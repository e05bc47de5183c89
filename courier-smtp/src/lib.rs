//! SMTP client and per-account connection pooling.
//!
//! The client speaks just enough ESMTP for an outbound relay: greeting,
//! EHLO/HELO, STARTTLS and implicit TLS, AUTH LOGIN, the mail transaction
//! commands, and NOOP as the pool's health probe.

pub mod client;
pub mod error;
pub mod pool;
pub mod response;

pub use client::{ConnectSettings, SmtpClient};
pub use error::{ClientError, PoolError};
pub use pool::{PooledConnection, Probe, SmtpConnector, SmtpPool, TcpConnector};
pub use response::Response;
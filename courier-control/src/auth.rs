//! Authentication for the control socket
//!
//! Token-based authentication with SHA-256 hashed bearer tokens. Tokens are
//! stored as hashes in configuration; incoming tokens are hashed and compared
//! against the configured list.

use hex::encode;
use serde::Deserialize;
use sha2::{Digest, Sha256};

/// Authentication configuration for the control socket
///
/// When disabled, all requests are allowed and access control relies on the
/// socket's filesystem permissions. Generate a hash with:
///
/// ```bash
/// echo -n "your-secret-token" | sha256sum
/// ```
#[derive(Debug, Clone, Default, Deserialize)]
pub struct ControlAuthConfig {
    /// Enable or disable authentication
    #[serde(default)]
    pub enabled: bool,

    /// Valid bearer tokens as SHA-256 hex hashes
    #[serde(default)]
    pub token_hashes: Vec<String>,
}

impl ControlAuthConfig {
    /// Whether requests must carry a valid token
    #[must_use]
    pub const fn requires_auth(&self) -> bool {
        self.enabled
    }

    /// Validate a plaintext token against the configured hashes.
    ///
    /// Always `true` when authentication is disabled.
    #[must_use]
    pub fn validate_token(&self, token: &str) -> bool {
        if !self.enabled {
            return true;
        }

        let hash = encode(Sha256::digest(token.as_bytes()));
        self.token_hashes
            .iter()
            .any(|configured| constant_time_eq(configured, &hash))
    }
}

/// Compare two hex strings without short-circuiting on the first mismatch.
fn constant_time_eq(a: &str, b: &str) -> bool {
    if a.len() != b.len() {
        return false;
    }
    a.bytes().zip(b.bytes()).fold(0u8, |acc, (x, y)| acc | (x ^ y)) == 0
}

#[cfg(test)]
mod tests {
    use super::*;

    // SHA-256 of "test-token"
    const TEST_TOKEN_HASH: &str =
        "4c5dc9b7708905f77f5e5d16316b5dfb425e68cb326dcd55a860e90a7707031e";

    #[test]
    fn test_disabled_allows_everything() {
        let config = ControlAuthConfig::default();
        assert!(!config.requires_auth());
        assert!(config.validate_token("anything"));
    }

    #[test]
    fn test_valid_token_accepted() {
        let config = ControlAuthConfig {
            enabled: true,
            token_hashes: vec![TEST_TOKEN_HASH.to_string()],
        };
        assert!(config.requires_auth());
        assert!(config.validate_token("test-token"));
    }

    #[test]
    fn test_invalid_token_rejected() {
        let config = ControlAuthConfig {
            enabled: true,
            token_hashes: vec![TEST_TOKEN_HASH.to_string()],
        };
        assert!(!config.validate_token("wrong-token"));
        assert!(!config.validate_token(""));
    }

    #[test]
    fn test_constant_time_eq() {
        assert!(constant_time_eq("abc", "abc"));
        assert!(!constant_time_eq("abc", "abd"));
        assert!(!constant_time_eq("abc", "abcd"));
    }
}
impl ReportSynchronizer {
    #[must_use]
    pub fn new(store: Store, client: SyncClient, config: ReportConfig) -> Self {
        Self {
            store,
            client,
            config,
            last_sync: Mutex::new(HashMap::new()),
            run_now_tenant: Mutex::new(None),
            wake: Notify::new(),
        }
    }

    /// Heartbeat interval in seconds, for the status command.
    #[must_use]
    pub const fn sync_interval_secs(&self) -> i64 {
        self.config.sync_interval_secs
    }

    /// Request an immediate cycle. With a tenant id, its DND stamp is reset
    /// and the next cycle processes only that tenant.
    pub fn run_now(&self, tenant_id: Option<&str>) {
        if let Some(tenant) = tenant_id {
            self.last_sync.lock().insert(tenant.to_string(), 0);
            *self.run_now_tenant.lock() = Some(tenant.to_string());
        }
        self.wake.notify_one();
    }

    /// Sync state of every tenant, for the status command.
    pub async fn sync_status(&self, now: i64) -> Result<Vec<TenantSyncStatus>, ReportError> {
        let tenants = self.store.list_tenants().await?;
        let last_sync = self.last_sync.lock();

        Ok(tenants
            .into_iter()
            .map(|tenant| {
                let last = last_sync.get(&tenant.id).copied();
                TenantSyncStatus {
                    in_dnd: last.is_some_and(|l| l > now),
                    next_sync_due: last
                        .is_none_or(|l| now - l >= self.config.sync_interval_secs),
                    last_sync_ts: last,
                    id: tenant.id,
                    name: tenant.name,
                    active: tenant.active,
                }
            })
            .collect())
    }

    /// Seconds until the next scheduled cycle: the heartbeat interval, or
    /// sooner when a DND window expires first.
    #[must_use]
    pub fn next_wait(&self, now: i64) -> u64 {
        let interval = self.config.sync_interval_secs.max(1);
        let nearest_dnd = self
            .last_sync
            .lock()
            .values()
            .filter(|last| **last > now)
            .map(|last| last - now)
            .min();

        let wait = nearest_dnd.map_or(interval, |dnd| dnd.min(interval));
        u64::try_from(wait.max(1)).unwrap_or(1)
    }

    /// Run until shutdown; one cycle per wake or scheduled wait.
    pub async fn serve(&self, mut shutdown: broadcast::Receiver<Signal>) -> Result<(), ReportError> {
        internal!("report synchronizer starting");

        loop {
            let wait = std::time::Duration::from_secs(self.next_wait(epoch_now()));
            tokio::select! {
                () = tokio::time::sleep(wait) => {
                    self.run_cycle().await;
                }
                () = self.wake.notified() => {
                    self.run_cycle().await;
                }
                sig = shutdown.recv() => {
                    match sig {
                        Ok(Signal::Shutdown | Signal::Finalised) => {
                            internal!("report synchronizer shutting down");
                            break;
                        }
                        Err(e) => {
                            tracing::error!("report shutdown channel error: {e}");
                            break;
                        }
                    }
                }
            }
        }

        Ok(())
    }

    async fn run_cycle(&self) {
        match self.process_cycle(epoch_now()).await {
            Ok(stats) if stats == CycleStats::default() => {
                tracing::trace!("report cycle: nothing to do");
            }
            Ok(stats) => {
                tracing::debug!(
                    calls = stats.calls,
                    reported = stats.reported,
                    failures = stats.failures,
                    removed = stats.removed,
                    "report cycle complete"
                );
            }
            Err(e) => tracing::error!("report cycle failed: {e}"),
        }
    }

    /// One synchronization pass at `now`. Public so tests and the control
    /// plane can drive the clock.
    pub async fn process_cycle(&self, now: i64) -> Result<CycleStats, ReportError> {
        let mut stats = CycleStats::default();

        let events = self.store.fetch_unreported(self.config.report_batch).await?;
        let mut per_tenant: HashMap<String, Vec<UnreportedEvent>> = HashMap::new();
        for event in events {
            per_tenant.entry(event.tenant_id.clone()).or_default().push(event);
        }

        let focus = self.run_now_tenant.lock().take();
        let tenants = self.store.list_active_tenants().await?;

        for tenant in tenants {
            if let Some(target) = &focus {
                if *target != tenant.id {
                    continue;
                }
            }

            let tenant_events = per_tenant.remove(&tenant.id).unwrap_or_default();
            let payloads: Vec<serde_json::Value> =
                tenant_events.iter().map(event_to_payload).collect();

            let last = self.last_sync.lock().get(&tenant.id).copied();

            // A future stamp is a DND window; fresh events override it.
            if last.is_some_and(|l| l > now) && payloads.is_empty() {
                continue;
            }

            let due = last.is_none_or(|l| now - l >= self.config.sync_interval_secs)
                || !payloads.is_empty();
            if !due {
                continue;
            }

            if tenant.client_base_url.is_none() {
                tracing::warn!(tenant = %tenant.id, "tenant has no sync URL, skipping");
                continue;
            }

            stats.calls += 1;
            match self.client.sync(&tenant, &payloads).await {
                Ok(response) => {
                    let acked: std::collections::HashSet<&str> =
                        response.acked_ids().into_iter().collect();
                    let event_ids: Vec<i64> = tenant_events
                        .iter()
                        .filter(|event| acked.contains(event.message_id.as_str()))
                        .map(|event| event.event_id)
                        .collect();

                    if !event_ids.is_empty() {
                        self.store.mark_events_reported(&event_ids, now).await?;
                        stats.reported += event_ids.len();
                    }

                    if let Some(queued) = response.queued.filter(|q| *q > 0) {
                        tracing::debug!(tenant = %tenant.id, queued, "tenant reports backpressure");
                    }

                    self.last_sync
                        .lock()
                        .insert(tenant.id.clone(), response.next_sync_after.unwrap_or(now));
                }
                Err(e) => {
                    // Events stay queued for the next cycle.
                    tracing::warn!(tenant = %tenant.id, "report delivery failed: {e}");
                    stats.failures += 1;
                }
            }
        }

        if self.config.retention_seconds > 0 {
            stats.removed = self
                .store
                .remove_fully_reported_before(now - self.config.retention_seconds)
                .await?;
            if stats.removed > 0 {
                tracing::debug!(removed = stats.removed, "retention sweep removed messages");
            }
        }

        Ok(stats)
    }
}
◇ ◇ ◇ ◇ ◇
Your goal: Copy each line in the data that holds the word "removed".

Output for this exercise:
                    removed = stats.removed,
            stats.removed = self
            if stats.removed > 0 {
                tracing::debug!(removed = stats.removed, "retention sweep removed messages");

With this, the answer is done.